Work out how many lines in the data below include "StatusFlow", then reply with that number only.

-=-=-=-=-

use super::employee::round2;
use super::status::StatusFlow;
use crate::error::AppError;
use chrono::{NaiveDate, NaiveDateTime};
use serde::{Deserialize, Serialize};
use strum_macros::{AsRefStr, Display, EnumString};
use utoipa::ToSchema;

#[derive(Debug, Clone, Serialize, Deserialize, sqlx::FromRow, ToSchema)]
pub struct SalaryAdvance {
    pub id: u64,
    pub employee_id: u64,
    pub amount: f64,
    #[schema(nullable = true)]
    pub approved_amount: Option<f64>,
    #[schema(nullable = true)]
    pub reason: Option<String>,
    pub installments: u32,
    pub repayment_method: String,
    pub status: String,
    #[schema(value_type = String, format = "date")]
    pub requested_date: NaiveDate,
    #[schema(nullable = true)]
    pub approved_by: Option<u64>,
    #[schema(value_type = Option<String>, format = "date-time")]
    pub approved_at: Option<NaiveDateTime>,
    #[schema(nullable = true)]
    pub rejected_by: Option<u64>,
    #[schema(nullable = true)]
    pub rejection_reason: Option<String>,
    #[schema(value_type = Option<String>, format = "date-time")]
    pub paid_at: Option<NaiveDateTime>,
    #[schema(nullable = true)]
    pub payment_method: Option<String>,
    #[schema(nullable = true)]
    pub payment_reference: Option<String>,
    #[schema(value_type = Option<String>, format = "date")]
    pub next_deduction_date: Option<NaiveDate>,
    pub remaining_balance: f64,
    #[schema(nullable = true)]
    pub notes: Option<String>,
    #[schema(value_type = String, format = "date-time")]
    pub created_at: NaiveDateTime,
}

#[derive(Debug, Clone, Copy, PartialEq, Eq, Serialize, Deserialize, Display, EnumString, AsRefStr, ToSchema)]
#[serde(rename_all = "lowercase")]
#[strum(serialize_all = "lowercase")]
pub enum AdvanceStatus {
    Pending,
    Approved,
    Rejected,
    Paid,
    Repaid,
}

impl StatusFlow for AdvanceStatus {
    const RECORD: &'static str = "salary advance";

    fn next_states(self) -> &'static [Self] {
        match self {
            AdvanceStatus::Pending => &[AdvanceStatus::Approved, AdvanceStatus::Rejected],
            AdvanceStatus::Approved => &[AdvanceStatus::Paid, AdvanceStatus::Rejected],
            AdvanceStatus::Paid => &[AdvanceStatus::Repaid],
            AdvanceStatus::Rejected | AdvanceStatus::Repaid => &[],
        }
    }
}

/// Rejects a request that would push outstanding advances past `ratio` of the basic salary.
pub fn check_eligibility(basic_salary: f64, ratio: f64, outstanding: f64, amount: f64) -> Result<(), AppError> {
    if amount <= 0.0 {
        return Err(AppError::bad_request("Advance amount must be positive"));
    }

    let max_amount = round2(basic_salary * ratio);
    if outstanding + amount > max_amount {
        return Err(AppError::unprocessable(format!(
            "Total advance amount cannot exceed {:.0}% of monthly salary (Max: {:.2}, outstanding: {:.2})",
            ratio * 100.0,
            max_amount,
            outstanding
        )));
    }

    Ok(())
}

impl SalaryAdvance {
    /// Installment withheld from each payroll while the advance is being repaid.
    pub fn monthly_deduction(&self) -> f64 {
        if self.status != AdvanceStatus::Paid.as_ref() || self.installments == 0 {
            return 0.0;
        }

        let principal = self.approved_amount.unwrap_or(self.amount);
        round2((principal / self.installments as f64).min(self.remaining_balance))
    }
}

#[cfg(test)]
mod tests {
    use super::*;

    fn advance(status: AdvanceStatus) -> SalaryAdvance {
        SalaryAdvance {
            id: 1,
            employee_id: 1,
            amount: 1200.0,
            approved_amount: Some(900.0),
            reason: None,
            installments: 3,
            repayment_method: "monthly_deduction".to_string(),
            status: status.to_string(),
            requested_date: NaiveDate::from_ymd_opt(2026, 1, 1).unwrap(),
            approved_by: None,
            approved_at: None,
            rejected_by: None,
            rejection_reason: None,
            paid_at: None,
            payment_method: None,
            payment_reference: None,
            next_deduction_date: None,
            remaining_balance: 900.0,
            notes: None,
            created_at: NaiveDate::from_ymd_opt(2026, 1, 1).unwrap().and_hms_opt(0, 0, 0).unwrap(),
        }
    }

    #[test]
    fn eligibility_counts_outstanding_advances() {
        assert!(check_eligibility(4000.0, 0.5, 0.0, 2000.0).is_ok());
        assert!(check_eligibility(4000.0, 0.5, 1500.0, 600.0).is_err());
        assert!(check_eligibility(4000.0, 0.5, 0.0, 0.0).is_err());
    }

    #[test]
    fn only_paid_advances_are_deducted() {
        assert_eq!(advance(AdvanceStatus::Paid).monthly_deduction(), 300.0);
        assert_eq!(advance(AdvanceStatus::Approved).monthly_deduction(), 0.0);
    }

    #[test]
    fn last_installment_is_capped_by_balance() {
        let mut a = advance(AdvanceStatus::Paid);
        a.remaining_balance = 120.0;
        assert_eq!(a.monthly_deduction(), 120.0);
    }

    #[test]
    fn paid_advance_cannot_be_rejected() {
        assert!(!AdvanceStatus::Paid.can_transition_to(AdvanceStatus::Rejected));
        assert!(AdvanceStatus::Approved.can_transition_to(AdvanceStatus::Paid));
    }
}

-=-=-=-=-

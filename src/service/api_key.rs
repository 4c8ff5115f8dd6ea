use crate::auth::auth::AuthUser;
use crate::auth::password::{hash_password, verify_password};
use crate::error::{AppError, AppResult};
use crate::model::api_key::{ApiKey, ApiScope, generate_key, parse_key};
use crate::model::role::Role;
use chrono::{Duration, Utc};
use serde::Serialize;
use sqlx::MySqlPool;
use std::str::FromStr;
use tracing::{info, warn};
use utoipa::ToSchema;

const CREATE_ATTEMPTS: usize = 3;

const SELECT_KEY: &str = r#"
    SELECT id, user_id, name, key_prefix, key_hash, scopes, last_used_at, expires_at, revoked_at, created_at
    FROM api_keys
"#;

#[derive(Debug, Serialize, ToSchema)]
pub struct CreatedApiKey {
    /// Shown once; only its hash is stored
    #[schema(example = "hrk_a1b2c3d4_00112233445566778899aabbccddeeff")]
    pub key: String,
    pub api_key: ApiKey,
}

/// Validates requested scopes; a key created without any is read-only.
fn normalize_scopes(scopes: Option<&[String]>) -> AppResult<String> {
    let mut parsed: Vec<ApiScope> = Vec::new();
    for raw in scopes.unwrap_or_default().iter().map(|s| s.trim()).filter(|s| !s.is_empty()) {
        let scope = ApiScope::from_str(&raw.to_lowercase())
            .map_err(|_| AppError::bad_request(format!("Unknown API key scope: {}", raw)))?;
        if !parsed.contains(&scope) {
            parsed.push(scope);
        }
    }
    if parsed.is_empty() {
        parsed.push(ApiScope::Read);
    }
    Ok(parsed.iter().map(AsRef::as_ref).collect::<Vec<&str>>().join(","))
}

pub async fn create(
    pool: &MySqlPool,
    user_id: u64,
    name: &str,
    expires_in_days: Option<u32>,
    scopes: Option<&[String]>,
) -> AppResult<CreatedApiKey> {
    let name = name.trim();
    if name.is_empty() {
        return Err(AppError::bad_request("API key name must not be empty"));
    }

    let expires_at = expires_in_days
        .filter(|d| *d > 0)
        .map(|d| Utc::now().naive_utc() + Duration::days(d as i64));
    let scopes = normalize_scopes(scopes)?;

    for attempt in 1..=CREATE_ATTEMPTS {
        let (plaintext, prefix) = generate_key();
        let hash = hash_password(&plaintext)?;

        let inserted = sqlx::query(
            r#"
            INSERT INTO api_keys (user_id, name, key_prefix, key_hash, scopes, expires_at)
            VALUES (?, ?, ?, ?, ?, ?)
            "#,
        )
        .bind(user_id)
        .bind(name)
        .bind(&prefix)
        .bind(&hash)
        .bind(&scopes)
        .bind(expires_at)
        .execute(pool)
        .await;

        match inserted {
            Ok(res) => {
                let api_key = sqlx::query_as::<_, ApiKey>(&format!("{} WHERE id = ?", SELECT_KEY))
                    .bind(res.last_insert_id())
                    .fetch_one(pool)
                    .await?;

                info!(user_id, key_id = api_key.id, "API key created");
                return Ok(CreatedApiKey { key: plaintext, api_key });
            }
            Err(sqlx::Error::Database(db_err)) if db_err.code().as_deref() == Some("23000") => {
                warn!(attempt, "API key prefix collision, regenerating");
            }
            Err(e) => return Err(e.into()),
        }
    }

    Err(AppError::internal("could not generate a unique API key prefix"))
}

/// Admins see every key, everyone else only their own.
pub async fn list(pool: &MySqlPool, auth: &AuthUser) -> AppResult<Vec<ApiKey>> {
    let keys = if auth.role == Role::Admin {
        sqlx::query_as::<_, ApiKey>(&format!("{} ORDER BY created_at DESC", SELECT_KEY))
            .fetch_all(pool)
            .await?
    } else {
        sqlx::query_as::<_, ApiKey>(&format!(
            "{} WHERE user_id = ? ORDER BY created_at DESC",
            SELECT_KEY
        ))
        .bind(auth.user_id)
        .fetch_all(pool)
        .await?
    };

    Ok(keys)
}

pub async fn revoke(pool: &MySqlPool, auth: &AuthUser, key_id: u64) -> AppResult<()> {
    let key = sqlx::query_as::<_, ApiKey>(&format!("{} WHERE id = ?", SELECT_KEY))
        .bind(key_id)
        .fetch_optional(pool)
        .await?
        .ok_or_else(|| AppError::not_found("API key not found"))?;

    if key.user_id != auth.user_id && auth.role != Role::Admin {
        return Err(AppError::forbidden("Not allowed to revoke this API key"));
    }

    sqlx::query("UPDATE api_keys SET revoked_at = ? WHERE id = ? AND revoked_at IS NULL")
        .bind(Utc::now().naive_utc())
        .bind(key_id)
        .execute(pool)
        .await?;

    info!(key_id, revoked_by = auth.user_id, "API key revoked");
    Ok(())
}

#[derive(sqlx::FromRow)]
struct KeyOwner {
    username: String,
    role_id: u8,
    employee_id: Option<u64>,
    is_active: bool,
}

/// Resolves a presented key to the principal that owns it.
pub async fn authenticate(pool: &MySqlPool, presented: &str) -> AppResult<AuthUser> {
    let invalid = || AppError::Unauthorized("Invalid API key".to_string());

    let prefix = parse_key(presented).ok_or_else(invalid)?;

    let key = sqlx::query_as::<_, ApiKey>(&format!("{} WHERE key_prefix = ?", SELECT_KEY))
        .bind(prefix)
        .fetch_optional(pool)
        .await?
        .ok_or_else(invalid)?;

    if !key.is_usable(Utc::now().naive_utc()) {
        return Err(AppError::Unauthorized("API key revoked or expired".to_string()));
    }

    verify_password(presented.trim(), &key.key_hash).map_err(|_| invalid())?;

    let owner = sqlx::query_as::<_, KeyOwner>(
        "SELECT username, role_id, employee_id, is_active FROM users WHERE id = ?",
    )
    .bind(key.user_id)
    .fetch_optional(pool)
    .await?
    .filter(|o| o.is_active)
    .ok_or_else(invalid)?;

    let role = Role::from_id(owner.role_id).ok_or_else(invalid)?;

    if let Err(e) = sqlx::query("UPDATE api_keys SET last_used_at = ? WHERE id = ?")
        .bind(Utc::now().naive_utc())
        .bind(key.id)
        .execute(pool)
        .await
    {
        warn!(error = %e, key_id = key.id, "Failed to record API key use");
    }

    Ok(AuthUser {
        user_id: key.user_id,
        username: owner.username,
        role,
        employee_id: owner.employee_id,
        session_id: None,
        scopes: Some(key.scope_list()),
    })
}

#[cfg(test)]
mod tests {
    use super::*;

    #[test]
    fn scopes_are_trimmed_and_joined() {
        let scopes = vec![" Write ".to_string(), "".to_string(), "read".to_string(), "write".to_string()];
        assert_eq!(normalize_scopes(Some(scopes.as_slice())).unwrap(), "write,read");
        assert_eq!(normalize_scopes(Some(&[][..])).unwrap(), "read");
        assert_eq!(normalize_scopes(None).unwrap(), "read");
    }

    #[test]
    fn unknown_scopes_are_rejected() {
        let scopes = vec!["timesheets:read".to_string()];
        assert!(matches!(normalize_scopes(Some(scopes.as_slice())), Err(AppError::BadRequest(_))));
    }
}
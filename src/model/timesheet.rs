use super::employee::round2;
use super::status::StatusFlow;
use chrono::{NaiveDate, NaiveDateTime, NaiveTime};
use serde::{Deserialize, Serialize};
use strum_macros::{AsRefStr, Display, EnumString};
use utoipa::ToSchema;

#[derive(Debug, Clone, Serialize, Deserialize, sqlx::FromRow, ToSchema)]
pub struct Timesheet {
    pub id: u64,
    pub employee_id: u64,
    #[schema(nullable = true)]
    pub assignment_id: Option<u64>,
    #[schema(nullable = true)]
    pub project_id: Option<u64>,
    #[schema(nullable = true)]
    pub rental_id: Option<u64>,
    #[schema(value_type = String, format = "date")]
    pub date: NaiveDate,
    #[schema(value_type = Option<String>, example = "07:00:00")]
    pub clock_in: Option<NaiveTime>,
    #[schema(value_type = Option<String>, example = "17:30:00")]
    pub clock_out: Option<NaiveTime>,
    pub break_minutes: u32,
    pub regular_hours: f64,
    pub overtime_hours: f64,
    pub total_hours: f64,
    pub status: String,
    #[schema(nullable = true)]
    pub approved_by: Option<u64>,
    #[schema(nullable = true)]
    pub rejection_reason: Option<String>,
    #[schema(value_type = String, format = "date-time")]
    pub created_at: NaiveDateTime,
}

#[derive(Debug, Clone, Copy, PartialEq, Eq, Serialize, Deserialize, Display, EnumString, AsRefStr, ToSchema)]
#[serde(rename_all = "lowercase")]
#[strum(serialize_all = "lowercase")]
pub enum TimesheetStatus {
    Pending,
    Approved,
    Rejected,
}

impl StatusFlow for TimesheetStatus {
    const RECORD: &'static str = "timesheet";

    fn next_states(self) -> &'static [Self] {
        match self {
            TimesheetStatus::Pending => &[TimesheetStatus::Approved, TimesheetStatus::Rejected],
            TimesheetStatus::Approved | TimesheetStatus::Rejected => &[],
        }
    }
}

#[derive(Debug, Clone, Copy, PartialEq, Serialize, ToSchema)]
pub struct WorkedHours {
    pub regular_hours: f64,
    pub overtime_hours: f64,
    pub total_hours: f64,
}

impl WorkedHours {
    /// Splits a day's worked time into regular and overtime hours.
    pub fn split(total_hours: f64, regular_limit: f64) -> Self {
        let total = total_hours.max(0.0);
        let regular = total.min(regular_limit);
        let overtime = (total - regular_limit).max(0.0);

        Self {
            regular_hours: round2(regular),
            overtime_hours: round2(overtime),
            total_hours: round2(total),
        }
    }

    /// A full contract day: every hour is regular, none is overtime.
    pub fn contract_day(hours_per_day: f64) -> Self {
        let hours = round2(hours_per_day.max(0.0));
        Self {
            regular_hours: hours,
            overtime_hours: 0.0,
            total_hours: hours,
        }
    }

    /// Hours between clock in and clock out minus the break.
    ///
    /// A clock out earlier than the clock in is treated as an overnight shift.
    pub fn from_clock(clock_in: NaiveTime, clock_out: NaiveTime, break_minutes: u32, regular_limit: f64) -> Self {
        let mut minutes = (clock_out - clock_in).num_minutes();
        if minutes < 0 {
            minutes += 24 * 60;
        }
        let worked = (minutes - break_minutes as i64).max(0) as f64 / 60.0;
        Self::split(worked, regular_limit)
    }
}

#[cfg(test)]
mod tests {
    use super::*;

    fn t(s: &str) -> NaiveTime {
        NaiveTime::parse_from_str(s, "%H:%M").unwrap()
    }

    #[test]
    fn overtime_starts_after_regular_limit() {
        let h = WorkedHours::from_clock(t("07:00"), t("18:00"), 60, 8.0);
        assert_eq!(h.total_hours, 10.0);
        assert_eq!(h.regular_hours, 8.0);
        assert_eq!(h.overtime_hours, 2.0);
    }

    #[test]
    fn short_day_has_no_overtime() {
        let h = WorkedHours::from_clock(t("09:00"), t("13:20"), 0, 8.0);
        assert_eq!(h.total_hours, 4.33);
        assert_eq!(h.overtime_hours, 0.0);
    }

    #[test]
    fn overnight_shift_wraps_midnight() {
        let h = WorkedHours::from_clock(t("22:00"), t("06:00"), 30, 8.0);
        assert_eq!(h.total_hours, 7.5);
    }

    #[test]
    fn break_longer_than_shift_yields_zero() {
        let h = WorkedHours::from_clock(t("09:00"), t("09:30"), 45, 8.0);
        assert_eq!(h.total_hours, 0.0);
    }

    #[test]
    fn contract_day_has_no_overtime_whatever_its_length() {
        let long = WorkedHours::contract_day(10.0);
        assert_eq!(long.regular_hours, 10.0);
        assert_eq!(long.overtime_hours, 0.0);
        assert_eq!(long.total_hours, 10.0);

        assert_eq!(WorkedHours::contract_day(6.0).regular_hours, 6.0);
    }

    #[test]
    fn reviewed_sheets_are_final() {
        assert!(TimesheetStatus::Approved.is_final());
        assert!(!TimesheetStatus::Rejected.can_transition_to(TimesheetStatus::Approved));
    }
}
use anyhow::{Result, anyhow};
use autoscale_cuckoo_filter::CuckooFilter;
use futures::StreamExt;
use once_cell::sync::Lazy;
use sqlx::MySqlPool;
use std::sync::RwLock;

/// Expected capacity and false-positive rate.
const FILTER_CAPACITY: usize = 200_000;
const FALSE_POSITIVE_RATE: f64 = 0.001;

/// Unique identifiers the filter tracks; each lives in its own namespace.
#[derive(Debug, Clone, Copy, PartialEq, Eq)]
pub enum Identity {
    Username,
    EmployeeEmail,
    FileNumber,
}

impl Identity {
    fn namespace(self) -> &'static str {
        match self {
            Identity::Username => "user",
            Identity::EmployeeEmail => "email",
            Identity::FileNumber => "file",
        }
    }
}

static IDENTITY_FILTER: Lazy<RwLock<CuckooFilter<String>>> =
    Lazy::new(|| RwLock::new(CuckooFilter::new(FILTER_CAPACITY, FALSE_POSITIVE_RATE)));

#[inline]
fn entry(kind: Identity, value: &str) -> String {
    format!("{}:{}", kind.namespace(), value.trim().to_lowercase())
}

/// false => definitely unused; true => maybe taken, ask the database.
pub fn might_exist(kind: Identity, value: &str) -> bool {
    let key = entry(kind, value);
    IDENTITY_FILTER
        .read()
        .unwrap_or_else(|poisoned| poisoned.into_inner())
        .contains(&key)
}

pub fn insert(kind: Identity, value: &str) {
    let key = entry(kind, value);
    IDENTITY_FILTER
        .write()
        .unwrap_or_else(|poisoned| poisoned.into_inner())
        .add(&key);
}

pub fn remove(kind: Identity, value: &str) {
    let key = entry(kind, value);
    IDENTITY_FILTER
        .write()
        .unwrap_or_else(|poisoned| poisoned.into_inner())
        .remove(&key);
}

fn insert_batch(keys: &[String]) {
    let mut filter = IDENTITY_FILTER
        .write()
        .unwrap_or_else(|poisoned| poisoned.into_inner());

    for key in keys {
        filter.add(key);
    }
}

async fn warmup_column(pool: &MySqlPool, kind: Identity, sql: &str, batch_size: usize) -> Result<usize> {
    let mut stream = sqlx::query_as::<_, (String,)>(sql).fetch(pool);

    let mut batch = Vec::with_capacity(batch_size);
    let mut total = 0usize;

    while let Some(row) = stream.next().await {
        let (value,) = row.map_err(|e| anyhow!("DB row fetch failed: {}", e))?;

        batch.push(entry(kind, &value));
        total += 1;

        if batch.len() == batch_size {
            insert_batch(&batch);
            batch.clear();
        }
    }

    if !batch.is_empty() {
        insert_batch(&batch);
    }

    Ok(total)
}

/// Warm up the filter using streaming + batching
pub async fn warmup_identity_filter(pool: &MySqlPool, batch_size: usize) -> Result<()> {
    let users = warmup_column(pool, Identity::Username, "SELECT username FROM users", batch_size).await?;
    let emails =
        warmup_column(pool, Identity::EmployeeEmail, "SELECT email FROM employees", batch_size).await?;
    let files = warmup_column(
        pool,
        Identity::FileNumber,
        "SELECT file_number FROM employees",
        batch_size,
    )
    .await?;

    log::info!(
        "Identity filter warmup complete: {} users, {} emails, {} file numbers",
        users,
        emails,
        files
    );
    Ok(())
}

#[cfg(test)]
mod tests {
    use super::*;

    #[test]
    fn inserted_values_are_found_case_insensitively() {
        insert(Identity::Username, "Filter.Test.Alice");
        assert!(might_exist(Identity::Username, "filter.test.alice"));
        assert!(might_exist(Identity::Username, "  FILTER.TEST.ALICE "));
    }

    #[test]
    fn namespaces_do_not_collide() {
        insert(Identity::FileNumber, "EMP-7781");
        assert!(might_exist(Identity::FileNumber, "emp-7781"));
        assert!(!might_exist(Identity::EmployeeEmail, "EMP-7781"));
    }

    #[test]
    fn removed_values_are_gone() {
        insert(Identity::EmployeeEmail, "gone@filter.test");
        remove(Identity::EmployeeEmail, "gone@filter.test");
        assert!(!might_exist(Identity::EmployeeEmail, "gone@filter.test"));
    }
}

-=-=-=-=-

• Solved exercise
4